For this exercise, reproduce the entries below exactly, but only from the line containing "filename src/api/mod.rs" through the line containing "pub use auth::AuthState;", both included.

• Data supplied:
····················

//! Unit tests for the draft review service.

use super::new_gmail_draft;
use crate::draft::adapters::memory::InMemoryDraftRepository;
use crate::draft::domain::{DraftDomainError, DraftEdit, DraftId, DraftStatus, DraftTask};
use crate::draft::ports::DraftRepository;
use crate::draft::services::{DraftReviewError, DraftReviewService};
use crate::task::adapters::memory::InMemoryTaskStore;
use crate::task::domain::{EstimatedMinutes, NewTask, Task, TaskId, TaskStatus, Workspace};
use crate::task::ports::{TaskStore, TaskStoreError, TaskStoreResult};
use eyre::ensure;
use mockable::DefaultClock;
use rstest::{fixture, rstest};
use std::sync::Arc;

type TestService =
    DraftReviewService<InMemoryDraftRepository, InMemoryTaskStore<DefaultClock>, DefaultClock>;

struct Harness {
    service: TestService,
    repository: Arc<InMemoryDraftRepository>,
    store: Arc<InMemoryTaskStore<DefaultClock>>,
}

#[fixture]
fn harness() -> Harness {
    let clock = Arc::new(DefaultClock);
    let repository = Arc::new(InMemoryDraftRepository::new());
    let store = Arc::new(InMemoryTaskStore::new(Arc::clone(&clock)));
    let service = DraftReviewService::new(Arc::clone(&repository), Arc::clone(&store), clock);
    Harness {
        service,
        repository,
        store,
    }
}

impl Harness {
    async fn seed_draft(&self, title: &str) -> eyre::Result<DraftTask> {
        Ok(self.repository.create(&new_gmail_draft(title)).await?)
    }
}

#[rstest]
#[tokio::test(flavor = "multi_thread")]
async fn approve_creates_exactly_one_task(harness: Harness) -> eyre::Result<()> {
    let draft = harness.seed_draft("Reply to accountant").await?;

    let approved = harness.service.approve_draft(draft.id(), None).await?;

    ensure!(approved.draft.status() == DraftStatus::Approved);
    ensure!(approved.task.title() == "Reply to accountant");
    ensure!(approved.task.status() == TaskStatus::Pending);
    ensure!(harness.store.list().await?.len() == 1);
    Ok(())
}

#[rstest]
#[tokio::test(flavor = "multi_thread")]
async fn approve_applies_overrides_to_the_created_task(harness: Harness) -> eyre::Result<()> {
    let draft = harness.seed_draft("Original title").await?;
    let edit = DraftEdit::new()
        .with_title("Reviewed title")
        .with_workspace(Workspace::Job)
        .with_estimated_minutes(EstimatedMinutes::new(45)?);

    let approved = harness.service.approve_draft(draft.id(), Some(edit)).await?;

    ensure!(approved.task.title() == "Reviewed title");
    ensure!(approved.task.workspace() == Some(Workspace::Job));
    ensure!(approved.task.estimated_minutes() == Some(EstimatedMinutes::new(45)?));
    Ok(())
}

#[rstest]
#[tokio::test(flavor = "multi_thread")]
async fn double_approval_fails_without_a_second_task(harness: Harness) -> eyre::Result<()> {
    let draft = harness.seed_draft("One task only").await?;
    harness.service.approve_draft(draft.id(), None).await?;

    let second = harness.service.approve_draft(draft.id(), None).await;

    ensure!(matches!(
        second,
        Err(DraftReviewError::Domain(DraftDomainError::NotPending {
            status: DraftStatus::Approved,
            ..
        }))
    ));
    ensure!(harness.store.list().await?.len() == 1);
    Ok(())
}

#[rstest]
#[tokio::test(flavor = "multi_thread")]
async fn reject_is_terminal_and_creates_nothing(harness: Harness) -> eyre::Result<()> {
    let draft = harness.seed_draft("Not actionable").await?;

    let rejected = harness.service.reject_draft(draft.id()).await?;

    ensure!(rejected.status() == DraftStatus::Rejected);
    ensure!(harness.store.list().await?.is_empty());

    let approve_after = harness.service.approve_draft(draft.id(), None).await;
    ensure!(matches!(
        approve_after,
        Err(DraftReviewError::Domain(DraftDomainError::NotPending { .. }))
    ));
    ensure!(harness.store.list().await?.is_empty());
    Ok(())
}

#[rstest]
#[tokio::test(flavor = "multi_thread")]
async fn edit_persists_only_supplied_fields(harness: Harness) -> eyre::Result<()> {
    let draft = harness.seed_draft("Keep description").await?;

    let edited = harness
        .service
        .edit_draft(draft.id(), DraftEdit::new().with_title("New title"))
        .await?;

    ensure!(edited.fields().title() == "New title");
    let reloaded = harness.service.get_draft(draft.id()).await?;
    ensure!(reloaded.fields().title() == "New title");
    ensure!(reloaded.status() == DraftStatus::Pending);
    Ok(())
}

#[rstest]
#[tokio::test(flavor = "multi_thread")]
async fn edit_after_review_is_refused(harness: Harness) -> eyre::Result<()> {
    let draft = harness.seed_draft("Already reviewed").await?;
    harness.service.reject_draft(draft.id()).await?;

    let result = harness
        .service
        .edit_draft(draft.id(), DraftEdit::new().with_title("Too late"))
        .await;

    ensure!(matches!(
        result,
        Err(DraftReviewError::Domain(DraftDomainError::NotPending {
            status: DraftStatus::Rejected,
            ..
        }))
    ));
    Ok(())
}

#[rstest]
#[tokio::test(flavor = "multi_thread")]
async fn unknown_draft_reports_not_found(harness: Harness) -> eyre::Result<()> {
    let id = DraftId::new(999)?;

    let result = harness.service.get_draft(id).await;

    ensure!(matches!(
        result,
        Err(DraftReviewError::NotFound(missing)) if missing == id
    ));
    Ok(())
}

#[rstest]
#[tokio::test(flavor = "multi_thread")]
async fn list_filters_by_status_newest_first(harness: Harness) -> eyre::Result<()> {
    let first = harness.seed_draft("First").await?;
    let second = harness.seed_draft("Second").await?;
    let third = harness.seed_draft("Third").await?;
    harness.service.reject_draft(second.id()).await?;

    let pending = harness
        .service
        .list_drafts(Some(DraftStatus::Pending))
        .await?;
    let everything = harness.service.list_drafts(None).await?;

    let pending_ids: Vec<_> = pending.iter().map(DraftTask::id).collect();
    ensure!(pending_ids == [third.id(), first.id()]);
    ensure!(everything.len() == 3);
    Ok(())
}

#[rstest]
#[tokio::test(flavor = "multi_thread")]
async fn delete_removes_the_draft(harness: Harness) -> eyre::Result<()> {
    let draft = harness.seed_draft("Ephemeral").await?;

    harness.service.delete_draft(draft.id()).await?;

    let result = harness.service.get_draft(draft.id()).await;
    ensure!(matches!(result, Err(DraftReviewError::NotFound(_))));
    Ok(())
}

mockall::mock! {
    Store {}

    #[async_trait::async_trait]
    impl TaskStore for Store {
        async fn create(&self, task: &NewTask) -> TaskStoreResult<Task>;
        async fn list(&self) -> TaskStoreResult<Vec<Task>>;
        async fn find_by_id(&self, id: TaskId) -> TaskStoreResult<Option<Task>>;
        async fn complete(&self, id: TaskId) -> TaskStoreResult<Task>;
        async fn sync(&self, tasks: &[Task]) -> TaskStoreResult<()>;
    }
}

#[rstest]
#[tokio::test(flavor = "multi_thread")]
async fn store_failure_surfaces_as_a_store_error() -> eyre::Result<()> {
    let clock = Arc::new(DefaultClock);
    let repository = Arc::new(InMemoryDraftRepository::new());
    let mut store = MockStore::new();
    store
        .expect_create()
        .returning(|_| Err(TaskStoreError::upstream(std::io::Error::other("store down"))));
    let service = DraftReviewService::new(Arc::clone(&repository), Arc::new(store), clock);

    let draft = repository.create(&new_gmail_draft("Doomed")).await?;
    let result = service.approve_draft(draft.id(), None).await;

    ensure!(matches!(result, Err(DraftReviewError::Store(_))));
    Ok(())
}

#[rstest]
#[tokio::test(flavor = "multi_thread")]
async fn store_failure_leaves_the_draft_pending_for_retry() -> eyre::Result<()> {
    let clock = Arc::new(DefaultClock);
    let repository = Arc::new(InMemoryDraftRepository::new());
    let mut store = MockStore::new();
    store
        .expect_create()
        .returning(|_| Err(TaskStoreError::upstream(std::io::Error::other("store down"))));
    let service = DraftReviewService::new(Arc::clone(&repository), Arc::new(store), clock);

    let draft = repository.create(&new_gmail_draft("Retryable")).await?;
    let result = service.approve_draft(draft.id(), None).await;

    ensure!(matches!(result, Err(DraftReviewError::Store(_))));
    let stored = repository.find_by_id(draft.id()).await?;
    ensure!(stored.is_some_and(|d| d.status() == DraftStatus::Pending));
    Ok(())
}
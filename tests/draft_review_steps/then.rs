//! Then steps for draft review BDD scenarios.

use super::world::{DraftReviewWorld, run_async};
use rstest_bdd_macros::then;
use taskflow::draft::{
    domain::{DraftDomainError, DraftStatus},
    services::DraftReviewError,
};
use taskflow::task::ports::TaskStore;

#[then(r#"the draft status is "{status}""#)]
fn draft_status_is(world: &DraftReviewWorld, status: String) -> Result<(), eyre::Report> {
    let expected = DraftStatus::try_from(status.as_str())
        .map_err(|err| eyre::eyre!("invalid expected status in scenario: {err}"))?;

    let id = world.current_id()?;
    let draft = run_async(world.service.get_draft(id))?;
    if draft.status() != expected {
        return Err(eyre::eyre!(
            "expected status {}, found {}",
            expected.as_str(),
            draft.status().as_str()
        ));
    }
    Ok(())
}

#[then("exactly {count:usize} canonical tasks exist")]
fn canonical_task_count(world: &DraftReviewWorld, count: usize) -> Result<(), eyre::Report> {
    let tasks = run_async(world.store.list())?;
    if tasks.len() != count {
        return Err(eyre::eyre!(
            "expected {count} canonical tasks, found {}",
            tasks.len()
        ));
    }
    Ok(())
}

#[then(r#"the canonical task is titled "{title}""#)]
fn canonical_task_titled(world: &DraftReviewWorld, title: String) -> Result<(), eyre::Report> {
    let tasks = run_async(world.store.list())?;
    let found = tasks.iter().any(|task| task.title() == title);
    if !found {
        return Err(eyre::eyre!("no canonical task titled {title:?}"));
    }
    Ok(())
}

#[then("the approval fails because the draft is not pending")]
fn approval_fails_not_pending(world: &DraftReviewWorld) -> Result<(), eyre::Report> {
    let result = world
        .last_approval
        .as_ref()
        .ok_or_else(|| eyre::eyre!("missing approval result"))?;

    if !matches!(
        result,
        Err(DraftReviewError::Domain(DraftDomainError::NotPending { .. }))
    ) {
        return Err(eyre::eyre!("expected NotPending error, got {result:?}"));
    }
    Ok(())
}

#[then(r#"the draft is titled "{title}""#)]
fn draft_titled(world: &DraftReviewWorld, title: String) -> Result<(), eyre::Report> {
    let draft = world
        .last_draft
        .as_ref()
        .ok_or_else(|| eyre::eyre!("missing draft in scenario world"))?;
    if draft.fields().title() != title {
        return Err(eyre::eyre!(
            "expected title {title:?}, found {:?}",
            draft.fields().title()
        ));
    }
    Ok(())
}

#[then("the draft keeps its description")]
fn draft_keeps_description(world: &DraftReviewWorld) -> Result<(), eyre::Report> {
    let draft = world
        .last_draft
        .as_ref()
        .ok_or_else(|| eyre::eyre!("missing draft in scenario world"))?;
    if draft.fields().description().is_none() {
        return Err(eyre::eyre!("draft description was dropped by the edit"));
    }
    Ok(())
}

#[then("the bulk report lists {count:usize} failed drafts")]
fn bulk_report_failures(world: &DraftReviewWorld, count: usize) -> Result<(), eyre::Report> {
    let report = world
        .bulk_report
        .as_ref()
        .ok_or_else(|| eyre::eyre!("missing bulk report"))?;
    let failed = report.failed();
    if failed.len() != count {
        return Err(eyre::eyre!(
            "expected {count} failed drafts, found {} ({failed:?})",
            failed.len()
        ));
    }
    Ok(())
}
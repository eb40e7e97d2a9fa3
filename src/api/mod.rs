//! HTTP surface for TaskFlow.
//!
//! All routes speak JSON and require a valid bearer token. Handlers
//! translate between wire payloads and domain values at the boundary;
//! the services behind them never see raw JSON.

pub mod auth;
pub mod drafts;
pub mod error;
pub mod integrations;

pub use auth::AuthState;
pub use error::ApiError;

use axum::Router;
use axum::middleware::from_fn_with_state;
use axum::routing::{get, post};
use mockable::Clock;
use std::sync::Arc;
use tower_http::trace::TraceLayer;

use crate::config::ConnectUrls;
use crate::draft::ports::DraftRepository;
use crate::draft::services::DraftReviewService;
use crate::ingest::ports::IntegrationStateRepository;
use crate::ingest::services::ScanScheduler;
use crate::task::ports::TaskStore;

/// Shared state handed to every handler.
pub struct AppState<R, S, C>
where
    R: DraftRepository,
    S: TaskStore,
    C: Clock + Send + Sync,
{
    /// Draft review orchestration.
    pub review: DraftReviewService<R, S, C>,
    /// Integration state per user and source.
    pub states: Arc<dyn IntegrationStateRepository>,
    /// Recurring scan jobs.
    pub scheduler: Arc<ScanScheduler>,
    /// OAuth connect URLs per source.
    pub connect_urls: ConnectUrls,
}

impl<R, S, C> Clone for AppState<R, S, C>
where
    R: DraftRepository,
    S: TaskStore,
    C: Clock + Send + Sync,
{
    fn clone(&self) -> Self {
        Self {
            review: self.review.clone(),
            states: Arc::clone(&self.states),
            scheduler: Arc::clone(&self.scheduler),
            connect_urls: self.connect_urls.clone(),
        }
    }
}

/// Builds the API router over the given state.
pub fn router<R, S, C>(state: AppState<R, S, C>, auth_state: AuthState<C>) -> Router
where
    R: DraftRepository + 'static,
    S: TaskStore + 'static,
    C: Clock + Send + Sync + 'static,
{
    Router::new()
        .route("/draft-tasks", get(drafts::list_drafts))
        .route("/draft-tasks/bulk-approve", post(drafts::bulk_approve))
        .route("/draft-tasks/bulk-reject", post(drafts::bulk_reject))
        .route(
            "/draft-tasks/{id}",
            get(drafts::get_draft)
                .put(drafts::edit_draft)
                .delete(drafts::delete_draft),
        )
        .route("/draft-tasks/{id}/approve", post(drafts::approve_draft))
        .route("/draft-tasks/{id}/reject", post(drafts::reject_draft))
        .route("/integrations/{source}/status", get(integrations::status))
        .route("/integrations/{source}/connect", post(integrations::connect))
        .route(
            "/integrations/{source}/disconnect",
            post(integrations::disconnect),
        )
        .route(
            "/integrations/{source}/scan-now",
            post(integrations::scan_now),
        )
        .route(
            "/integrations/{source}/settings",
            get(integrations::get_settings).put(integrations::put_settings),
        )
        .layer(from_fn_with_state(auth_state, auth::require_bearer::<C>))
        .layer(TraceLayer::new_for_http())
        .with_state(state)
}
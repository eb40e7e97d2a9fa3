//! Integration status, connection, and settings endpoints.

use axum::Json;
use axum::extract::{Extension, Path, State};
use axum::http::StatusCode;
use mockable::Clock;
use serde::{Deserialize, Serialize};

use super::AppState;
use super::error::ApiError;
use crate::auth::UserId;
use crate::draft::domain::Source;
use crate::draft::ports::DraftRepository;
use crate::ingest::domain::{IntegrationStatus, ScanSettings};
use crate::task::ports::TaskStore;

/// Response for the connect endpoint.
#[derive(Debug, Serialize)]
pub struct ConnectResponse {
    url: String,
}

/// Body shape for settings updates.
#[derive(Debug, Deserialize)]
pub struct SettingsBody {
    frequency_minutes: u32,
    enabled: bool,
}

fn parse_source(raw: &str) -> Result<Source, ApiError> {
    Source::try_from(raw).map_err(|err| ApiError::Validation(err.to_string()))
}

/// `GET /integrations/{source}/status` — source-tagged status payload.
pub async fn status<R, S, C>(
    State(state): State<AppState<R, S, C>>,
    Extension(user): Extension<UserId>,
    Path(source): Path<String>,
) -> Result<Json<IntegrationStatus>, ApiError>
where
    R: DraftRepository + 'static,
    S: TaskStore + 'static,
    C: Clock + Send + Sync + 'static,
{
    let source = parse_source(&source)?;
    let integration = state.states.get(user, source).await?;
    Ok(Json(integration.status(source)))
}

/// `POST /integrations/{source}/connect` — returns the OAuth URL to
/// visit. The integration flips to connected once the provider calls
/// back, which is outside this surface.
pub async fn connect<R, S, C>(
    State(state): State<AppState<R, S, C>>,
    Path(source): Path<String>,
) -> Result<Json<ConnectResponse>, ApiError>
where
    R: DraftRepository + 'static,
    S: TaskStore + 'static,
    C: Clock + Send + Sync + 'static,
{
    let source = parse_source(&source)?;
    Ok(Json(ConnectResponse {
        url: state.connect_urls.for_source(source).to_owned(),
    }))
}

/// `POST /integrations/{source}/disconnect` — disconnects the
/// integration and cancels its scheduled scans.
pub async fn disconnect<R, S, C>(
    State(state): State<AppState<R, S, C>>,
    Extension(user): Extension<UserId>,
    Path(source): Path<String>,
) -> Result<StatusCode, ApiError>
where
    R: DraftRepository + 'static,
    S: TaskStore + 'static,
    C: Clock + Send + Sync + 'static,
{
    let source = parse_source(&source)?;
    let mut integration = state.states.get(user, source).await?;
    integration.disconnect();
    state.states.put(user, source, integration).await?;
    if state.scheduler.cancel(user, source) {
        tracing::debug!(%user, %source, "cancelled scheduled scans on disconnect");
    }
    Ok(StatusCode::NO_CONTENT)
}

/// `POST /integrations/{source}/scan-now` — forces a scan on the
/// scheduled job.
pub async fn scan_now<R, S, C>(
    State(state): State<AppState<R, S, C>>,
    Extension(user): Extension<UserId>,
    Path(source): Path<String>,
) -> Result<StatusCode, ApiError>
where
    R: DraftRepository + 'static,
    S: TaskStore + 'static,
    C: Clock + Send + Sync + 'static,
{
    let source = parse_source(&source)?;
    if state.scheduler.scan_now(user, source) {
        Ok(StatusCode::ACCEPTED)
    } else {
        Err(ApiError::NotFound(format!(
            "no scan scheduled for {source}"
        )))
    }
}

/// `GET /integrations/{source}/settings` — current scan settings.
pub async fn get_settings<R, S, C>(
    State(state): State<AppState<R, S, C>>,
    Extension(user): Extension<UserId>,
    Path(source): Path<String>,
) -> Result<Json<ScanSettings>, ApiError>
where
    R: DraftRepository + 'static,
    S: TaskStore + 'static,
    C: Clock + Send + Sync + 'static,
{
    let source = parse_source(&source)?;
    let integration = state.states.get(user, source).await?;
    Ok(Json(integration.settings()))
}

/// `PUT /integrations/{source}/settings` — replaces the scan settings.
///
/// A frequency change is pushed to the running job and applies from its
/// next tick. Disabling keeps the job ticking but every run is skipped
/// until re-enabled.
pub async fn put_settings<R, S, C>(
    State(state): State<AppState<R, S, C>>,
    Extension(user): Extension<UserId>,
    Path(source): Path<String>,
    Json(body): Json<SettingsBody>,
) -> Result<Json<ScanSettings>, ApiError>
where
    R: DraftRepository + 'static,
    S: TaskStore + 'static,
    C: Clock + Send + Sync + 'static,
{
    let source = parse_source(&source)?;
    let settings = ScanSettings::new(body.frequency_minutes, body.enabled)
        .map_err(|err| ApiError::Validation(err.to_string()))?;
    let mut integration = state.states.get(user, source).await?;
    integration.update_settings(settings);
    state.states.put(user, source, integration).await?;
    if settings.enabled() && state.scheduler.update_frequency(user, source, settings.frequency()) {
        tracing::debug!(%user, %source, "scan frequency pushed to the running job");
    }
    Ok(Json(settings))
}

····················

• Result:
filename src/api/mod.rs
//! HTTP surface for TaskFlow.
//!
//! All routes speak JSON and require a valid bearer token. Handlers
//! translate between wire payloads and domain values at the boundary;
//! the services behind them never see raw JSON.

pub mod auth;
pub mod drafts;
pub mod error;
pub mod integrations;

pub use auth::AuthState;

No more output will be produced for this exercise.